In the end, the aging mentor outlived his socialist protege.

Venezuelan President Hugo Chavez, who died Tuesday at the age of 58, had
found a father figure when he struck a lasting friendship with Cuba's
86-year-old retired leader Fidel Castro.

The grey-bearded guerrilla veteran guided the aspiring socialist
revolutionary throughout his tumultuous 14-year presidency, and it was in a
Cuban hospital that Chavez chose to receive most of his cancer treatment.

As his loyal political son, Chavez repaid Castro with a continuing supply
of cheap oil that has kept Cuba's anemic economy afloat.

"Fidel to me is a father, a comrade, a master of perfect strategy," Chavez
said in 2005 in an interview with the Cuban Communist Party newspaper
Granma.

For two decades, the men were the closest of friends, allies and
confidants, supporting each other unconditionally, to the point where
Chavez once proposed uniting the two countries in a federation, an idea
Venezuelan voters squashed in a 2007 referendum.

The friendship angered the Venezuelan opposition, which accused Chavez of
giving away money to Cuba while Venezuela's economy sputtered.

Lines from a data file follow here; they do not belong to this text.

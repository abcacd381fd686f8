//! Safepoint-executed operations.
//!
//! The embedding runtime owns safepoint orchestration; this crate only
//! submits operations to it. Every piece of shared profiler state is mutated
//! exclusively inside such an operation, which is the crate's sole
//! concurrency discipline.

use parking_lot::Mutex;

/// A unit of work to be run while the world is stopped. Operations are not
/// cancellable; once started they run to completion.
pub trait VmOperation {
    fn name(&self) -> &'static str;
    fn doit(&mut self);
}

/// The safepoint collaborator: requests execution of `op` at the next
/// available global pause point. Implementations must serialize operations
/// with respect to each other and to any other pause-triggering activity.
pub trait SafepointExecutor: Send + Sync {
    fn execute(&self, op: &mut dyn VmOperation);
}

/// Executor for embeddings (and tests) without a real safepoint mechanism:
/// runs operations inline, serialized behind one lock. This preserves the
/// single-writer discipline but stops nobody's world.
#[derive(Default)]
pub struct SerialExecutor {
    lock: Mutex<()>,
}

impl SerialExecutor {
    pub fn new() -> Self {
        Self::default()
    }
}

impl SafepointExecutor for SerialExecutor {
    fn execute(&self, op: &mut dyn VmOperation) {
        let _guard = self.lock.lock();
        log::debug!(target: "profiler", "executing {} inline", op.name());
        op.doit();
    }
}
//! Deduplicated per-method access metadata.
//!
//! The JIT publishes, once per compiled method, the set of members that
//! method's code touches. The sampler later resolves a thread's topmost
//! compiled frame back to its record here.

use crate::symbol::{CompilerSymbol, Symbol, SymbolTable};

/// Identity of a compiled method: declaring type, member name, descriptor.
#[derive(Clone, Copy, PartialEq, Eq, Hash, Debug)]
pub struct MethodKey {
    pub declaring: Symbol,
    pub name: Symbol,
    pub descriptor: Symbol,
}

impl MethodKey {
    pub fn new(declaring: Symbol, name: Symbol, descriptor: Symbol) -> Self {
        Self {
            declaring,
            name,
            descriptor,
        }
    }

    /// Resolves a compiler-side triple to a key. Any unresolvable part makes
    /// the whole key unresolvable, which lookups treat as not-found.
    pub fn resolve(
        declaring: CompilerSymbol,
        name: CompilerSymbol,
        descriptor: CompilerSymbol,
    ) -> Option<Self> {
        Some(Self {
            declaring: declaring.resolve()?,
            name: name.resolve()?,
            descriptor: descriptor.resolve()?,
        })
    }
}

/// Insertion-ordered, insertion-deduplicated set of accessed members.
/// Iteration order is insertion order so reports are reproducible.
#[derive(Clone, Default, Debug)]
pub struct AccessSet {
    members: Vec<Symbol>,
}

impl AccessSet {
    pub fn new() -> Self {
        Self::default()
    }

    /// Adds a member, ignoring repeats. Returns whether the set grew.
    pub fn add(&mut self, member: Symbol) -> bool {
        if self.members.contains(&member) {
            return false;
        }
        self.members.push(member);
        true
    }

    pub fn contains(&self, member: Symbol) -> bool {
        self.members.contains(&member)
    }

    pub fn len(&self) -> usize {
        self.members.len()
    }

    pub fn is_empty(&self) -> bool {
        self.members.is_empty()
    }

    pub fn iter(&self) -> impl Iterator<Item = &Symbol> + '_ {
        self.members.iter()
    }
}

impl FromIterator<Symbol> for AccessSet {
    fn from_iter<I: IntoIterator<Item = Symbol>>(iter: I) -> Self {
        let mut set = Self::new();
        for member in iter {
            set.add(member);
        }
        set
    }
}

/// One registry entry: a method key plus the members its code accesses.
/// At most one record exists per distinct key.
pub struct AccessRecord {
    key: MethodKey,
    accesses: AccessSet,
}

impl AccessRecord {
    pub fn key(&self) -> &MethodKey {
        &self.key
    }

    pub fn accesses(&self) -> &AccessSet {
        &self.accesses
    }

    /// Appends a newly discovered access; repeats are ignored. The key is
    /// never mutated.
    pub fn add_access(&mut self, member: Symbol) -> bool {
        self.accesses.add(member)
    }
}

/// The process-lifetime method registry. Lookup is a linear scan; the
/// expected scale is hundreds to low thousands of compiled methods.
#[derive(Default)]
pub struct AccessRegistry {
    records: Vec<AccessRecord>,
}

impl AccessRegistry {
    pub fn new() -> Self {
        Self::default()
    }

    /// Creates a record for `key`. A duplicate key creates nothing and
    /// returns `None`; the caller treats this as a non-fatal no-op.
    pub fn create(&mut self, key: MethodKey, accesses: AccessSet) -> Option<&mut AccessRecord> {
        if self.lookup(&key).is_some() {
            return None;
        }

        self.records.push(AccessRecord { key, accesses });
        self.records.last_mut()
    }

    pub fn lookup(&self, key: &MethodKey) -> Option<&AccessRecord> {
        self.records.iter().find(|record| record.key == *key)
    }

    /// Lookup by compiler-side identifiers. An unresolvable identifier is
    /// simply not found.
    pub fn lookup_unresolved(
        &self,
        declaring: CompilerSymbol,
        name: CompilerSymbol,
        descriptor: CompilerSymbol,
    ) -> Option<&AccessRecord> {
        let key = MethodKey::resolve(declaring, name, descriptor)?;
        self.lookup(&key)
    }

    pub fn len(&self) -> usize {
        self.records.len()
    }

    pub fn is_empty(&self) -> bool {
        self.records.is_empty()
    }

    pub fn iter(&self) -> impl Iterator<Item = &AccessRecord> + '_ {
        self.records.iter()
    }

    /// Dumps every record and its access set, in insertion order.
    pub fn print_all(&self, symbols: &SymbolTable) {
        log::info!(target: "profiler", "---------------------------------");
        for record in &self.records {
            log::info!(
                target: "profiler",
                "{}.{}{}:",
                symbols.name(record.key.declaring),
                symbols.name(record.key.name),
                symbols.name(record.key.descriptor)
            );
            for &member in record.accesses.iter() {
                log::info!(target: "profiler", "    {}", symbols.name(member));
            }
        }
        log::info!(target: "profiler", "---------------------------------");
    }
}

The leader of the Cuban revolution first took note of lieutenant colonel
Chavez, 28 years his junior, when the army paratrooper led a failed
military coup in 1992 against the country's old and worn-out political
parties.

The young mutineer spent two years in prison, and when he came out Castro
personally invited him to Havana, where he received him at the foot of the
plane as if Chavez were a head of state.

Since the triumph of the Cuban revolution in 1959, Castro has paid special
attention to Venezuela, because of its oil wealth and because social
democratic president Romulo Betancourt had turned it into a showcase for
the Alliance for Progress, the US initiative to counter the contagion of
the Cuban revolution.

Cuba responded by giving military support to Venezuela's communist
guerrillas.

For Cuba, "Venezuela has always been attractive in geopolitical terms
because it has what the island doesn't: oil and energy," said Angel
Lombardi, a historian and writer.

"Fidel had always bet on exploiting political situations in other countries
to influence the region. And a coup leader fit perfectly in that scheme of
things," he said.

The ideological convergence between the two men did not happen overnight,
but Castro took advantage of the fact that Chavez "had no training and was
a politician who accommodated himself to circumstances," Lombardi said.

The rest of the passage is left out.